人事考課がどのように行われているのか、中身を開示するのが手段の一つです。

  • 1.期間中の目標設定
  • 2.期間中の業務の実施
  • 3.設定目標への自分自身での振り返り
  • 4.人事や上司による人事考課の実施
  • 5.人事考課結果のフィードバック

上記のような手順で行い、各所で考課される社員に説明と協力をしてもらいます。そうすることで目標設定にも納得してもらえますし、考課内容への誤解も減らせます。
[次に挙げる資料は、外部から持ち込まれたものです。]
//! Unit tests for the state graph, task lifecycle, and table checks.

use mockable::DefaultClock;
use rstest::rstest;

use crate::schema_change::domain::{
    Backend, FullVerificationResult, MAX_TABLE_NAME_LENGTH, OscDomainError, OscState, Schedule,
    ScheduleParameters, ScheduleTask, TableDefinition, TaskParameters, TaskStatus, UniqueKey,
    archive_table_name, check_column_compatibility, check_table_eligible,
    check_table_name_length, ghost_table_name, is_swap_table_ready, weighted_task_percentage,
};

use super::helpers::{names, origin_definition};

fn queued_task() -> ScheduleTask {
    let schedule = Schedule::new(
        ScheduleParameters::new("primary", "shop", Backend::Worker),
        &DefaultClock,
    );
    ScheduleTask::new(
        schedule.id(),
        0,
        TaskParameters::new("shop", "orders", "CREATE TABLE x (id INT)"),
        &DefaultClock,
    )
}

#[rstest]
#[case(OscState::YieldContext, OscState::CreateGhostTables, true)]
#[case(OscState::YieldContext, OscState::YieldContext, false)]
#[case(OscState::CreateGhostTables, OscState::CreateDataTask, true)]
#[case(OscState::CreateGhostTables, OscState::SwapTable, false)]
#[case(OscState::CreateDataTask, OscState::CreateDataTask, true)]
#[case(OscState::MonitorDataTask, OscState::ModifyDataTask, true)]
#[case(OscState::MonitorDataTask, OscState::CleanResource, false)]
#[case(OscState::ModifyDataTask, OscState::MonitorDataTask, true)]
#[case(OscState::ModifyDataTask, OscState::SwapTable, false)]
#[case(OscState::SwapTable, OscState::CleanResource, true)]
#[case(OscState::SwapTable, OscState::MonitorDataTask, false)]
#[case(OscState::CleanResource, OscState::YieldContext, true)]
#[case(OscState::CleanResource, OscState::Complete, true)]
#[case(OscState::Complete, OscState::YieldContext, false)]
fn successor_graph(#[case] from: OscState, #[case] to: OscState, #[case] allowed: bool) {
    assert_eq!(from.can_transition_to(to), allowed);
}

#[test]
fn every_live_state_may_complete() {
    for state in OscState::ALL.into_iter().filter(|state| !state.is_terminal()) {
        assert!(state.can_transition_to(OscState::Complete), "{state}");
    }
    assert!(OscState::Complete.successors().is_empty());
}

#[rstest]
#[case("MONITOR_DATA_TASK", OscState::MonitorDataTask)]
#[case(" swap_table ", OscState::SwapTable)]
fn parses_persisted_state_names(#[case] raw: &str, #[case] expected: OscState) {
    assert_eq!(OscState::try_from(raw), Ok(expected));
}

#[test]
fn rejects_unknown_state_and_status() {
    assert!(OscState::try_from("PAUSED").is_err());
    assert!(TaskStatus::try_from("PAUSED").is_err());
    assert_eq!(TaskStatus::try_from("canceled"), Ok(TaskStatus::Canceled));
}

#[test]
fn new_task_is_parked_and_preparing() {
    let task = queued_task();

    assert_eq!(task.state(), OscState::YieldContext);
    assert_eq!(task.status(), TaskStatus::Preparing);
    assert_eq!(task.parameters().new_table_name, "_orders_osc_new_");
    assert_eq!(task.parameters().renamed_table_name, "_orders_osc_old_");
}

#[test]
fn start_moves_parked_task_to_ghost_creation() {
    let mut task = queued_task();

    task.start(&DefaultClock);

    assert_eq!(task.state(), OscState::CreateGhostTables);
    assert_eq!(task.status(), TaskStatus::Running);
}

#[test]
fn start_resumes_other_states_in_place() {
    let mut task = queued_task();
    task.start(&DefaultClock);
    task.transition_state(OscState::CreateDataTask, &DefaultClock)
        .expect("transition should be allowed");
    task.set_status(TaskStatus::Abnormal, &DefaultClock);

    task.start(&DefaultClock);

    assert_eq!(task.state(), OscState::CreateDataTask);
    assert_eq!(task.status(), TaskStatus::Running);
}

#[test]
fn transition_rejects_unregistered_successor() {
    let mut task = queued_task();
    task.start(&DefaultClock);

    let result = task.transition_state(OscState::SwapTable, &DefaultClock);

    assert!(matches!(
        result,
        Err(OscDomainError::InvalidStateTransition {
            from: OscState::CreateGhostTables,
            to: OscState::SwapTable,
            ..
        })
    ));
    assert_eq!(task.state(), OscState::CreateGhostTables);
}

#[rstest]
#[case(TaskStatus::Done)]
#[case(TaskStatus::Failed)]
#[case(TaskStatus::Canceled)]
fn terminal_status_pins_progress(#[case] status: TaskStatus) {
    let mut task = queued_task();
    task.set_progress(37.5);

    task.set_status(status, &DefaultClock);

    assert!((task.progress_percentage() - 100.0).abs() < f64::EPSILON);
}

#[test]
fn cleanup_routing_keeps_cancellation() {
    let mut task = queued_task();
    task.start(&DefaultClock);
    task.set_status(TaskStatus::Canceled, &DefaultClock);

    task.route_to_cleanup(TaskStatus::Failed, &DefaultClock);

    assert_eq!(task.state(), OscState::CleanResource);
    assert_eq!(task.status(), TaskStatus::Canceled);
}

#[test]
fn compatible_tables_replicate_origin_columns() {
    let ghost = TableDefinition::new(
        "_orders_osc_new_",
        names(&["ID", "amount", "note"]),
        names(&["id"]),
        "",
    );

    let columns = check_column_compatibility(&origin_definition("orders"), &ghost)
        .expect("tables should be compatible");

    assert_eq!(columns, names(&["id", "amount"]));
}

#[test]
fn dropped_origin_column_is_unsupported() {
    let ghost = TableDefinition::new("_orders_osc_new_", names(&["id"]), names(&["id"]), "");

    let err = check_column_compatibility(&origin_definition("orders"), &ghost)
        .expect_err("missing column should be rejected");

    assert_eq!(
        err,
        OscDomainError::ColumnNotFound {
            column: "amount".to_owned(),
            table: "_orders_osc_new_".to_owned(),
        }
    );
    assert!(
        err.to_string()
            .starts_with("unsupported: column not found in new table")
    );
}

#[test]
fn primary_key_on_new_column_is_unsupported() {
    let ghost = TableDefinition::new(
        "_orders_osc_new_",
        names(&["id", "amount", "tenant_id"]),
        names(&["id", "tenant_id"]),
        "",
    );

    let err = check_column_compatibility(&origin_definition("orders"), &ghost)
        .expect_err("new primary key column should be rejected");

    assert_eq!(
        err,
        OscDomainError::PrimaryKeyColumnNotInOrigin {
            column: "tenant_id".to_owned()
        }
    );
}

#[rstest]
#[case("orders", "_orders_osc_new_", "_orders_osc_old_")]
#[case("`orders`", "`_orders_osc_new_`", "`_orders_osc_old_`")]
#[case("\"Orders\"", "\"_Orders_osc_new_\"", "\"_Orders_osc_old_\"")]
fn derived_names_keep_quotes(#[case] origin: &str, #[case] ghost: &str, #[case] archive: &str) {
    assert_eq!(ghost_table_name(origin), ghost);
    assert_eq!(archive_table_name(origin), archive);
}

fn keyless(unique_keys: Vec<UniqueKey>) -> TableDefinition {
    unique_keys.into_iter().fold(
        TableDefinition::new("orders", names(&["id", "amount"]), Vec::new(), ""),
        TableDefinition::with_unique_key,
    )
}

#[test]
fn primary_key_table_is_eligible() {
    assert_eq!(check_table_eligible(&origin_definition("orders")), Ok(()));
}

#[test]
fn foreign_key_table_is_unsupported() {
    let table = origin_definition("orders").with_foreign_key("fk_customer");

    assert_eq!(
        check_table_eligible(&table),
        Err(OscDomainError::ForeignKeyTable("orders".to_owned()))
    );
}

#[rstest]
#[case::no_key(keyless(Vec::new()), false)]
#[case::nullable_unique(keyless(vec![UniqueKey::new(names(&["amount"]), true)]), false)]
#[case::not_null_unique(
    keyless(vec![
        UniqueKey::new(names(&["amount"]), true),
        UniqueKey::new(names(&["id"]), false),
    ]),
    true
)]
fn keyless_tables_need_not_null_unique_key(#[case] table: TableDefinition, #[case] eligible: bool) {
    let checked = check_table_eligible(&table);

    if eligible {
        assert_eq!(checked, Ok(()));
    } else {
        assert_eq!(checked, Err(OscDomainError::NoUniqueKey("orders".to_owned())));
    }
}

#[rstest]
#[case(MAX_TABLE_NAME_LENGTH, true)]
#[case(MAX_TABLE_NAME_LENGTH + 1, false)]
fn table_name_length_is_bounded(#[case] length: usize, #[case] accepted: bool) {
    assert_eq!(check_table_name_length(&"t".repeat(length)).is_ok(), accepted);
}

#[rstest]
#[case(TaskStatus::Running, 100.0, FullVerificationResult::Uncheck, true)]
#[case(TaskStatus::Running, 100.0, FullVerificationResult::Consistent, true)]
#[case(TaskStatus::Running, 99.0, FullVerificationResult::Uncheck, false)]
#[case(TaskStatus::Running, 100.0, FullVerificationResult::Inconsistent, false)]
#[case(TaskStatus::Canceled, 100.0, FullVerificationResult::Uncheck, false)]
fn swap_readiness(
    #[case] status: TaskStatus,
    #[case] transfer: f64,
    #[case] verification: FullVerificationResult,
    #[case] expected: bool,
) {
    assert_eq!(is_swap_table_ready(status, transfer, verification), expected);
}

#[rstest]
#[case(100.0, 50.0, 0.0, false, 50.0)]
#[case(100.0, 100.0, 50.0, true, 70.0)]
#[case(0.0, 0.0, 0.0, true, 0.0)]
fn weighted_percentages(
    #[case] precheck: f64,
    #[case] transfer: f64,
    #[case] verification: f64,
    #[case] full_verify: bool,
    #[case] expected: f64,
) {
    let actual = weighted_task_percentage(precheck, transfer, verification, full_verify);

    assert!((actual - expected).abs() < 1e-9, "{actual} != {expected}");
}
//! Ghostswap: online schema change orchestration.
//!
//! Ghostswap changes the structure of large tables without blocking
//! writers. It copies each table into a ghost table with the new
//! structure, keeps the copy in sync through a replication backend, and
//! swaps the two tables by renaming once the copy has caught up.
//!
//! # Architecture
//!
//! Ghostswap follows hexagonal architecture principles:
//!
//! - **Domain**: Pure orchestration state with no infrastructure dependencies
//! - **Ports**: Abstract trait interfaces for databases, compute, and
//!   replication backends
//! - **Adapters**: Concrete implementations of ports (in-memory, HTTP)
//!
//! # Modules
//!
//! - [`config`]: Engine settings
//! - [`schema_change`]: Schedules, tasks, actions, and the state machine

pub mod config;
pub mod schema_change;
また、フィードバックを行うことで不透明性を少しでも晴らすことにつながり、社員の今後の成長へのモチベーションを上げることも可能です。誰かの一存で不公平に決まっているわけではないことや、一方的なものではないことを示すことで、ある程度の不満を取り除くことができるでしょう。

2.定期的な評価面談や対話の機会を設ける

人事考課が決まる前に、定期的に振り返ったり、評価面談を行うなどするのも効果的です。決められた人事考課の内容をあとから変えることはできません。しかし、開示される情報や日々の言動をもとに、「こういった結果になりそうである」といった話をすることはできます。あらかじめ認識をすり合わせておくことで、最終的な考課結果との大きな認識の乖離を防ぐことができるでしょう。また、「未達成になりそうなので、考課結果が不安である」といった社員に早めに気づくことができますし、それに対する必要な手段を講じることもできます。できるならその場で、「業績考課は厳しいかもしれないが、ここで対策を講じておけば、ほかの考課結果は上がるかもしれない。モチベーションを落とさずにやっていこう!」といった励ましや誤解の解消もできると、より効果的になるでしょう。

3.評価者への研修を実施する

人の手によって評価がされるため、どうしても不平不満は出てしまいます。そして評価者への不信感があると、その不満は高まっていくでしょう。普段の言動から先入観や決めつけが多い、偏見やひいきばかりだ、と感じる人が評価者だとしたら、自ずと評価結果に対する不信感も大きくなるのではないでしょうか。そういった不満を解消しつつ、正しく評価できる人材を増やすため、評価者向けの研修を導入するのもおすすめです。私たちが普段どれだけ先入観をもって判断しているかは、指摘されなければ自分では気づけないものです。また、評価するためのポイントなども専門的な知見がなければ曖昧な基準になってしまうでしょう。人を評価することのプロから学んでみるというのも、公正かつ不満が少ない評価のためには重要となるのです。

 

05まとめ

人事考課は、社員の進退にも関わる非常に重要なものです。そのため公正で平等であることがもっとも重要であり、不信感を抱かれたら最後、不満を募らせた社員の離職につながってしまいかねません。そういった事態を防ぐためにも、まずは評価・考課を行う側が正しい知識を身につけ、公正な評価・考課ができるようになっておきましょう。この記事をきっかけに、自社における人事考課や人事評価について、公平に行われる仕組みはあるか、制度上の問題はないか、ぜひ見直してみてください。